Brésil : prisonnier la nuit, député le jour

, par AFP

Brasilia - Celso Jacob se lève tous les jours à cinq heures dans sa cellule de la prison de Papuda, près de la capitale Brasilia, et attend la voiture qui le conduit sur son lieu de travail : la Chambre des députés.

Si nombre de parlementaires au Brésil sont écroués ou sous enquête, le député Jacob vit une situation exceptionnelle.

Il a été condamné à sept ans de réclusion dans un régime de semi-liberté qui lui permet de voter les lois, participer aux débats et apporter son soutien à la coalition gouvernementale du président Michel Temer.

Mais le soir et le week-end, il est confiné entre les quatre murs de sa cellule qu’il partage avec deux autres prisonniers dans la prison de Papuda, sans régime de faveur.

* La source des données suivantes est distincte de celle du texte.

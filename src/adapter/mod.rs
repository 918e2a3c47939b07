//! Script Language Adapter Framework
//!
//! Each language implements the [`ScriptLanguage`] trait: decoding
//! interpreter values to host-native values and generating the source
//! fragments the host platform splices into user scripts. The host never
//! sees language-specific logic outside this surface.

pub mod framework;
pub mod python;

pub use framework::{InputMap, LanguageRegistry, OutputMap, ScriptLanguage, VariableMap, default_registry};
pub use python::PythonLanguage;
//! Host platform surface - type identifiers, object handles, services
//!
//! The adapter never talks to host services directly; it only references
//! their registered script variables in generated text. The types here model
//! the host side of that contract: a type identifier usable as a registry
//! key, an opaque handle to a host object, marker types for the two services
//! generated scripts call into, and the context the host injects at
//! construction time.

use std::any::{Any, TypeId};
use std::fmt;
use std::sync::Arc;

use crate::config::AdapterConfig;

/// Identifies a host type by its `TypeId`, keeping the simple name around
/// for script parameter declarations.
#[derive(Debug, Clone, Copy, PartialEq, Eq, Hash)]
pub struct HostType {
    id: TypeId,
    name: &'static str,
}

impl HostType {
    /// Get the identifier for a host type
    pub fn of<T: 'static>() -> Self {
        Self {
            id: TypeId::of::<T>(),
            name: simple_name(std::any::type_name::<T>()),
        }
    }

    /// The simple (unqualified) type name, e.g. `Dataset`
    pub fn simple_name(&self) -> &'static str {
        self.name
    }
}

impl fmt::Display for HostType {
    fn fmt(&self, f: &mut fmt::Formatter<'_>) -> fmt::Result {
        write!(f, "{}", self.name)
    }
}

/// Strip the module path from a fully qualified type name
fn simple_name(full: &'static str) -> &'static str {
    full.rsplit("::").next().unwrap_or(full)
}

/// An opaque, shared handle to a host-native object.
///
/// This is what decoding an interpreter proxy yields: the host object the
/// interpreter wrapped, typed by [`HostType`] and recoverable through
/// `downcast_ref`. Equality is handle identity, not structural.
#[derive(Clone)]
pub struct HostObject {
    ty: HostType,
    value: Arc<dyn Any + Send + Sync>,
}

impl HostObject {
    /// Wrap a host object into a shared handle
    pub fn new<T: Any + Send + Sync>(value: T) -> Self {
        Self {
            ty: HostType::of::<T>(),
            value: Arc::new(value),
        }
    }

    /// The host type of the wrapped object
    pub fn host_type(&self) -> HostType {
        self.ty
    }

    /// Borrow the wrapped object as a concrete type
    pub fn downcast_ref<T: Any>(&self) -> Option<&T> {
        self.value.downcast_ref()
    }
}

impl fmt::Debug for HostObject {
    fn fmt(&self, f: &mut fmt::Formatter<'_>) -> fmt::Result {
        f.debug_tuple("HostObject").field(&self.ty.simple_name()).finish()
    }
}

impl PartialEq for HostObject {
    fn eq(&self, other: &Self) -> bool {
        self.ty == other.ty && Arc::ptr_eq(&self.value, &other.value)
    }
}

impl Eq for HostObject {}

/// The host's command execution service.
///
/// Generated scripts reach it through its registered variable and call
/// `run(name, process, key, value, ...)` on it, which returns a future with
/// `get()`. Only the type is used host-side, as a parameter registry key.
#[derive(Debug)]
pub struct CommandService;

/// The host's module coordination service.
///
/// Generated scripts call `waitFor(future)` on it to block until a module
/// finishes, yielding a result object with `getOutput(key)`. Only the type
/// is used host-side, as a parameter registry key.
#[derive(Debug)]
pub struct ModuleService;

/// Handle to the host platform, supplied when an adapter is constructed.
#[derive(Debug, Clone, Default)]
pub struct Context {
    config: AdapterConfig,
}

impl Context {
    /// Create a context with default configuration
    pub fn new() -> Self {
        Self::default()
    }

    /// Create a context carrying an adapter configuration
    pub fn with_config(config: AdapterConfig) -> Self {
        Self { config }
    }

    /// The adapter configuration the host supplied
    pub fn config(&self) -> &AdapterConfig {
        &self.config
    }
}

#[cfg(test)]
mod tests {
    use super::*;

    struct Dataset;

    #[test]
    fn test_simple_name() {
        assert_eq!(HostType::of::<Dataset>().simple_name(), "Dataset");
        assert_eq!(HostType::of::<CommandService>().simple_name(), "CommandService");
        assert_eq!(HostType::of::<String>().simple_name(), "String");
    }

    #[test]
    fn test_host_type_identity() {
        assert_eq!(HostType::of::<Dataset>(), HostType::of::<Dataset>());
        assert_ne!(HostType::of::<Dataset>(), HostType::of::<CommandService>());
    }

    #[test]
    fn test_host_object_downcast() {
        let obj = HostObject::new(vec![1u8, 2, 3]);
        assert_eq!(obj.host_type(), HostType::of::<Vec<u8>>());
        assert_eq!(obj.downcast_ref::<Vec<u8>>(), Some(&vec![1u8, 2, 3]));
        assert!(obj.downcast_ref::<String>().is_none());
    }

    #[test]
    fn test_host_object_identity_equality() {
        let a = HostObject::new(String::from("img"));
        let b = a.clone();
        let c = HostObject::new(String::from("img"));
        assert_eq!(a, b);
        assert_ne!(a, c);
    }
}
use serde::{Deserialize, Serialize};
use std::path::{Path, PathBuf};

use crate::adapter::ScriptLanguage;
use crate::host::{CommandService, HostType, ModuleService};

/// Adapter configuration supplied by the host platform.
///
/// Binds script variable names to the well-known services generated
/// fragments reference. Registration is first-write-wins, so applying a
/// config never overrides names the host registered by hand.
#[derive(Debug, Clone, Serialize, Deserialize, Default)]
pub struct AdapterConfig {
    /// Variable name bound to the command execution service
    pub command_var: Option<String>,
    /// Variable name bound to the module coordination service
    pub module_var: Option<String>,
}

impl AdapterConfig {
    /// Register the configured service variables with a language
    pub fn apply(&self, language: &mut dyn ScriptLanguage) {
        if let Some(var) = &self.command_var {
            language.register_parameter(HostType::of::<CommandService>(), var);
        }
        if let Some(var) = &self.module_var {
            language.register_parameter(HostType::of::<ModuleService>(), var);
        }
    }
}

pub fn default_config_path() -> PathBuf {
    PathBuf::from("pyglue.toml")
}

pub fn load_config(path: Option<&Path>) -> anyhow::Result<Option<AdapterConfig>> {
    let path = path.map(Path::to_path_buf).unwrap_or_else(default_config_path);
    if !path.exists() {
        return Ok(None);
    }

    let contents = std::fs::read_to_string(&path)?;
    let config: AdapterConfig = toml::from_str(&contents)?;
    Ok(Some(config))
}

pub fn write_config(path: &Path, config: &AdapterConfig, force: bool) -> anyhow::Result<()> {
    if path.exists() && !force {
        anyhow::bail!("config already exists at {} (use force to overwrite)", path.display());
    }

    let contents = toml::to_string_pretty(config)?;
    std::fs::write(path, contents)?;
    Ok(())
}

#[cfg(test)]
mod tests {
    use super::*;
    use crate::adapter::PythonLanguage;
    use crate::host::Context;

    #[test]
    fn test_config_round_trip() {
        let dir = tempfile::tempdir().unwrap();
        let path = dir.path().join("pyglue.toml");
        let config = AdapterConfig {
            command_var: Some("cmd".to_string()),
            module_var: Some("mod".to_string()),
        };

        write_config(&path, &config, false).unwrap();
        let loaded = load_config(Some(&path)).unwrap().unwrap();
        assert_eq!(loaded.command_var.as_deref(), Some("cmd"));
        assert_eq!(loaded.module_var.as_deref(), Some("mod"));
    }

    #[test]
    fn test_write_config_refuses_overwrite() {
        let dir = tempfile::tempdir().unwrap();
        let path = dir.path().join("pyglue.toml");
        let config = AdapterConfig::default();

        write_config(&path, &config, false).unwrap();
        assert!(write_config(&path, &config, false).is_err());
        write_config(&path, &config, true).unwrap();
    }

    #[test]
    fn test_load_config_missing_file() {
        let dir = tempfile::tempdir().unwrap();
        let path = dir.path().join("absent.toml");
        assert!(load_config(Some(&path)).unwrap().is_none());
    }

    #[test]
    fn test_apply_registers_service_variables() {
        let config = AdapterConfig {
            command_var: Some("cmd".to_string()),
            module_var: Some("mod".to_string()),
        };
        let mut lang = PythonLanguage::new(Context::with_config(config.clone()));
        config.apply(&mut lang);

        assert_eq!(
            lang.encode_parameter(HostType::of::<CommandService>()).unwrap(),
            "# @CommandService cmd"
        );
        assert_eq!(
            lang.encode_parameter(HostType::of::<ModuleService>()).unwrap(),
            "# @ModuleService mod"
        );
    }

    #[test]
    fn test_apply_respects_existing_registrations() {
        let config = AdapterConfig {
            command_var: Some("commands".to_string()),
            module_var: None,
        };
        let mut lang = PythonLanguage::new(Context::new());
        lang.register_parameter(HostType::of::<CommandService>(), "cmd");
        config.apply(&mut lang);

        assert_eq!(
            lang.encode_parameter(HostType::of::<CommandService>()).unwrap(),
            "# @CommandService cmd"
        );
    }
}
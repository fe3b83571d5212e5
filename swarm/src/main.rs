//! Worker swarm orchestrator CLI.
//!
//! Runs agent workers in parallel against the beads (`bd`) work queue in the
//! current project. `start` launches workers as separate processes, `status`
//! summarizes the queue and the workers, `cleanup` recovers work left behind
//! by crashed workers, and `stop` ends a running swarm.

use std::env;
use std::path::{Path, PathBuf};
use std::process;
use std::time::Duration;

use anyhow::{Context, Result, bail};
use chrono::Local;
use clap::{Args, Parser, Subcommand};
use tracing::warn;

use swarm::core::selector::select_next;
use swarm::core::types::{ItemKind, RunMode, WorkItem, WorkerState};
use swarm::exit_codes;
use swarm::io::agent::{AGENT_REPORT_SCHEMA, AgentTimedOut, ClaudeAgent, DECOMPOSITION_SCHEMA};
use swarm::io::beads::BeadsQueue;
use swarm::io::config::{CONFIG_RELATIVE_PATH, SwarmConfig, load_config};
use swarm::io::git::Git;
use swarm::io::procs::{OsProcessHost, SysinfoProbe, request_terminate};
use swarm::io::prompt::{PromptBuilder, PromptInputs};
use swarm::io::queue::WorkQueue;
use swarm::io::session::{SessionPaths, create_session, latest_session};
use swarm::io::signal::StopSignal;
use swarm::io::tail::LogFollower;
use swarm::io::verify::CommandVerifier;
use swarm::logging;
use swarm::recovery::{CleanupOptions, StdinConfirm, cleanup};
use swarm::status::{StatusOptions, collect_status};
use swarm::swarm::{
    MonitorEvent, MonitorExit, StartOptions, SwarmController, stop_recorded, worker_id,
};
use swarm::worker::{Worker, WorkerExit, WorkerSettings};

const BEADS_DIR: &str = ".beads";
/// Poll interval while streaming worker output.
const STREAM_INTERVAL: Duration = Duration::from_millis(200);

#[derive(Parser)]
#[command(
    name = "swarm",
    version,
    about = "Run agent workers in parallel against a shared work queue"
)]
struct Cli {
    #[command(subcommand)]
    command: Command,
}

#[derive(Subcommand)]
enum Command {
    /// Launch workers that claim and complete ready items.
    #[command(alias = "build")]
    Start(StartArgs),
    /// Summarize the queue, live workers, and orphaned work.
    Status {
        /// List every item.
        #[arg(short, long)]
        all: bool,
        /// Show the dependency tree.
        #[arg(short, long)]
        tree: bool,
    },
    /// Reset items claimed by workers that are no longer running.
    Cleanup {
        /// Do not ask for confirmation.
        #[arg(short, long)]
        force: bool,
        /// Also revert uncommitted changes in the working tree first.
        #[arg(long)]
        discard_changes: bool,
    },
    /// Ask the workers of the latest session to stop.
    Stop {
        /// Seconds to wait before reporting workers still running.
        #[arg(long)]
        grace_secs: Option<u64>,
    },
    /// Run a single worker in this process (launched by `start`).
    #[command(hide = true)]
    Worker(WorkerArgs),
}

#[derive(Args)]
struct StartArgs {
    /// Number of workers.
    #[arg(short, long)]
    workers: Option<u32>,
    #[command(flatten)]
    behavior: BehaviorArgs,
    /// Print the prompt the first worker would receive, then exit.
    #[arg(long)]
    dry_run: bool,
}

#[derive(Args)]
struct WorkerArgs {
    #[arg(long)]
    id: String,
    #[arg(long)]
    session: String,
    #[command(flatten)]
    behavior: BehaviorArgs,
}

/// Flags shared by `start` and the workers it launches.
#[derive(Args)]
struct BehaviorArgs {
    /// Agent model.
    #[arg(short, long)]
    model: Option<String>,
    /// Each worker runs exactly one iteration.
    #[arg(long)]
    once: bool,
    /// Keep polling an empty queue instead of exiting.
    #[arg(long)]
    no_auto_shutdown: bool,
    /// Consecutive empty checks before a worker exits.
    #[arg(long)]
    idle_limit: Option<u32>,
    /// Stream agent output from every worker to the terminal.
    #[arg(short, long)]
    verbose: bool,
}

impl BehaviorArgs {
    fn apply(&self, cfg: &mut SwarmConfig) -> Result<RunMode> {
        if let Some(model) = &self.model {
            cfg.model = model.clone();
        }
        if self.no_auto_shutdown {
            cfg.auto_shutdown = false;
        }
        if let Some(limit) = self.idle_limit {
            cfg.idle_limit = limit;
        }
        cfg.validate()?;
        Ok(if self.once { RunMode::Once } else { RunMode::Swarm })
    }
}

fn main() {
    let cli = Cli::parse();
    logging::init(match cli.command {
        Command::Worker(_) => logging::WORKER_FILTER,
        _ => logging::CONTROLLER_FILTER,
    });
    match run(cli) {
        Ok(code) => process::exit(code),
        Err(err) => {
            eprintln!("{err:#}");
            process::exit(exit_codes::INVALID);
        }
    }
}

fn run(cli: Cli) -> Result<i32> {
    let root = env::current_dir().context("resolve current directory")?;
    ensure_project(&root)?;
    let cfg = load_config(&root.join(CONFIG_RELATIVE_PATH))?;
    match cli.command {
        Command::Start(args) => cmd_start(&root, cfg, &args),
        Command::Status { all, tree } => cmd_status(&root, &cfg, StatusOptions { all, tree }),
        Command::Cleanup {
            force,
            discard_changes,
        } => cmd_cleanup(&root, &cfg, force, discard_changes),
        Command::Stop { grace_secs } => cmd_stop(&root, &cfg, grace_secs),
        Command::Worker(args) => cmd_worker(&root, cfg, &args),
    }
}

fn ensure_project(root: &Path) -> Result<()> {
    if !root.join(BEADS_DIR).is_dir() {
        bail!("not a swarm project (no {BEADS_DIR} found)");
    }
    Ok(())
}

fn queue_for(root: &Path, cfg: &SwarmConfig) -> BeadsQueue {
    BeadsQueue::new(root, cfg.queue_timeout())
}

fn cmd_start(root: &Path, mut cfg: SwarmConfig, args: &StartArgs) -> Result<i32> {
    let mode = args.behavior.apply(&mut cfg)?;
    let workers = args.workers.unwrap_or(cfg.workers);
    if workers == 0 {
        bail!("--workers must be at least 1");
    }

    let queue = queue_for(root, &cfg);
    let ready = queue.list_ready(false)?;
    let unassigned = ready.iter().filter(|i| i.is_unassigned()).count();
    println!("Ready items: {} ({unassigned} unassigned)", ready.len());
    if unassigned == 0 {
        println!("No ready work. Create or plan items with `bd create` first.");
        return Ok(exit_codes::OK);
    }

    if args.dry_run {
        return dry_run(root, &cfg, &ready);
    }

    let log_root = cfg.log_root(root);
    let session = create_session(&log_root, Local::now())?;
    let stop = StopSignal::new();
    stop.install_handler()?;

    let options = StartOptions {
        program: env::current_exe().context("locate swarm executable")?,
        workdir: root.to_path_buf(),
        workers,
        mode,
        model: cfg.model.clone(),
        auto_shutdown: cfg.auto_shutdown,
        idle_limit: cfg.idle_limit,
        stagger: Duration::from_millis(cfg.launch_stagger_ms),
        verbose: args.behavior.verbose,
    };
    let mut swarm = SwarmController::new(OsProcessHost::new(), session);
    println!(
        "Session {} ({} mode, model {})",
        swarm.session().session_id,
        match mode {
            RunMode::Once => "once",
            RunMode::Swarm => "swarm",
        },
        cfg.model
    );
    let mut follower = LogFollower::new();
    for record in swarm.start(&options, &stop)? {
        println!(
            "  {} pid {}  tail -f {}",
            record.worker_id,
            record.pid,
            display_rel(root, &record.log_path)
        );
        follower.follow(record.worker_id.clone(), record.log_path.clone());
    }

    let verbose = args.behavior.verbose;
    let mut interval = Duration::from_secs(cfg.monitor_interval_secs.max(1));
    if verbose {
        interval = interval.min(STREAM_INTERVAL);
    }
    let exit = swarm.monitor(interval, &stop, |event| match event {
        MonitorEvent::Tick if verbose => print_new_lines(&mut follower),
        MonitorEvent::Tick => {}
        MonitorEvent::Transition(t) => match t.state {
            WorkerState::Crashed => {
                println!("{} crashed (exit code {:?})", t.worker_id, t.exit_code)
            }
            _ => println!("{} exited", t.worker_id),
        },
    })?;
    if exit == MonitorExit::StopRequested {
        println!("Stopping workers...");
        let survivors = swarm.stop_all(Duration::from_secs(cfg.stop_grace_secs))?;
        if !survivors.is_empty() {
            println!("Still running: {}", survivors.join(", "));
            return Ok(exit_codes::STILL_RUNNING);
        }
    }

    if verbose {
        print_new_lines(&mut follower);
    }

    let crashed: Vec<&str> = swarm
        .workers()
        .iter()
        .filter(|w| w.state == WorkerState::Crashed)
        .map(|w| w.worker_id.as_str())
        .collect();
    if !crashed.is_empty() {
        println!(
            "Crashed workers: {}. Their items stay in progress; run `swarm cleanup`.",
            crashed.join(", ")
        );
    }
    Ok(exit_codes::OK)
}

fn print_new_lines(follower: &mut LogFollower) {
    match follower.drain() {
        Ok(lines) => {
            for (worker, line) in lines {
                println!("[{worker}] {line}");
            }
        }
        Err(err) => warn!(err = %format!("{err:#}"), "failed to read worker logs"),
    }
}

fn dry_run(root: &Path, cfg: &SwarmConfig, ready: &[WorkItem]) -> Result<i32> {
    let Some(item) = select_next(ready) else {
        println!("Nothing selectable.");
        return Ok(exit_codes::OK);
    };
    let first = worker_id(1);
    let output_path = cfg.log_root(root).join("dry-run").join("report.json");
    let prompts = PromptBuilder::new(cfg.prompt_budget_bytes)?;
    let is_epic = item.kind == Some(ItemKind::Epic);
    let inputs = PromptInputs {
        worker_id: &first,
        item,
        output_path: &output_path,
        schema: if is_epic {
            DECOMPOSITION_SCHEMA
        } else {
            AGENT_REPORT_SCHEMA
        },
        attempt: 1,
        failure: None,
    };
    let prompt = if is_epic {
        prompts.build_decompose(&inputs)?
    } else {
        prompts.build_execute(&inputs)?
    };
    println!("{first} would claim {} ({})\n", item.id, item.title);
    println!("{prompt}");
    Ok(exit_codes::OK)
}

fn cmd_status(root: &Path, cfg: &SwarmConfig, options: StatusOptions) -> Result<i32> {
    let report = collect_status(&queue_for(root, cfg), &cfg.log_root(root), &SysinfoProbe)?;
    println!("{}", report.render(options));
    Ok(exit_codes::OK)
}

fn cmd_cleanup(root: &Path, cfg: &SwarmConfig, force: bool, discard_changes: bool) -> Result<i32> {
    let git = Git::new(root);
    if discard_changes && !git.is_repo() {
        bail!("--discard-changes needs a git working tree");
    }
    let options = CleanupOptions {
        force,
        discard_changes,
        excluded_prefixes: excluded_prefixes(cfg),
    };
    let report = cleanup(
        &queue_for(root, cfg),
        &git,
        &cfg.log_root(root),
        &SysinfoProbe,
        &mut StdinConfirm,
        &options,
    )?;

    if !report.scan.has_orphans() {
        println!("No orphaned work.");
        if !report.scan.active.is_empty() {
            println!(
                "{} item(s) held by running workers.",
                report.scan.active.len()
            );
        }
        return Ok(exit_codes::OK);
    }
    for item in &report.scan.orphaned {
        println!(
            "  {} [{}] {} (was {})",
            item.id,
            item.kind.map_or("?", ItemKind::as_str),
            item.title,
            item.assignee().unwrap_or("unassigned")
        );
    }
    if !report.changes.is_empty() {
        println!("Uncommitted changes:");
        for change in &report.changes {
            println!("  {} {}", change.code, change.path);
        }
    }
    if report.declined {
        println!("Cleanup cancelled; orphaned work remains in progress.");
        return Ok(exit_codes::ORPHANS_REMAIN);
    }
    if discard_changes && !report.changes.is_empty() && !report.reopened.is_empty() {
        println!("Discarded {} uncommitted change(s).", report.changes.len());
    }
    println!("Reopened {} item(s).", report.reopened.len());
    for (id, reason) in &report.skipped {
        println!("  skipped {id}: {reason}");
    }
    Ok(exit_codes::OK)
}

fn excluded_prefixes(cfg: &SwarmConfig) -> Vec<String> {
    let mut log_dir = cfg
        .log_dir
        .to_string_lossy()
        .trim_end_matches('/')
        .to_string();
    log_dir.push('/');
    vec![format!("{BEADS_DIR}/"), log_dir, ".swarm/".to_string()]
}

fn cmd_stop(root: &Path, cfg: &SwarmConfig, grace_secs: Option<u64>) -> Result<i32> {
    let Some(session) = latest_session(&cfg.log_root(root))? else {
        println!("No swarm sessions found.");
        return Ok(exit_codes::OK);
    };
    let grace = Duration::from_secs(grace_secs.unwrap_or(cfg.stop_grace_secs));
    let survivors = stop_recorded(&session, &SysinfoProbe, request_terminate, grace)?;
    if survivors.is_empty() {
        println!("Session {}: no workers running.", session.session_id);
        return Ok(exit_codes::OK);
    }
    for record in &survivors {
        println!("Still running: {} (pid {})", record.worker_id, record.pid);
    }
    Ok(exit_codes::STILL_RUNNING)
}

fn cmd_worker(root: &Path, mut cfg: SwarmConfig, args: &WorkerArgs) -> Result<i32> {
    let mode = args.behavior.apply(&mut cfg)?;
    let session = SessionPaths::open(&cfg.log_root(root), &args.session);
    let stop = StopSignal::new();
    stop.install_handler()?;

    let mut worker = Worker::new(
        queue_for(root, &cfg),
        ClaudeAgent::new(cfg.agent.command.clone(), cfg.model.clone())
            .verbose(args.behavior.verbose),
        CommandVerifier::new(cfg.verify.command.clone()),
        WorkerSettings::from_config(&args.id, PathBuf::from(root), &cfg),
        session,
        stop,
    )?;
    match worker.run(mode) {
        Ok(WorkerExit::OnceComplete | WorkerExit::IdleShutdown | WorkerExit::Stopped) => {
            Ok(exit_codes::OK)
        }
        Err(err) if err.downcast_ref::<AgentTimedOut>().is_some() => {
            eprintln!("{err:#}");
            Ok(exit_codes::WORKER_ABANDONED)
        }
        Err(err) => Err(err),
    }
}

fn display_rel(root: &Path, path: &Path) -> String {
    let relative = path.strip_prefix(root).unwrap_or(path);
    relative.display().to_string()
}
fn close_reason(summary: &str) -> String {
    let summary = summary.trim();
    if summary.is_empty() {
        return "done".to_string();
    }
    let mut reason = format!("done: {summary}");
    if let Some((idx, _)) = reason.char_indices().nth(200) {
        reason.truncate(idx);
    }
    reason
}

« Ceux qui me connaissent, et dans ma ville ils me connaissent bien, souffrent avec moi », dit-il à l’AFP lors d’un entretien dans son bureau à la Chambre des députés. « Et ceux qui ne me connaissent pas pensent que je suis un voleur de plus, un autre qui a détourné (des fonds publics). Il est difficile de séparer le bon grain de l’ivraie ».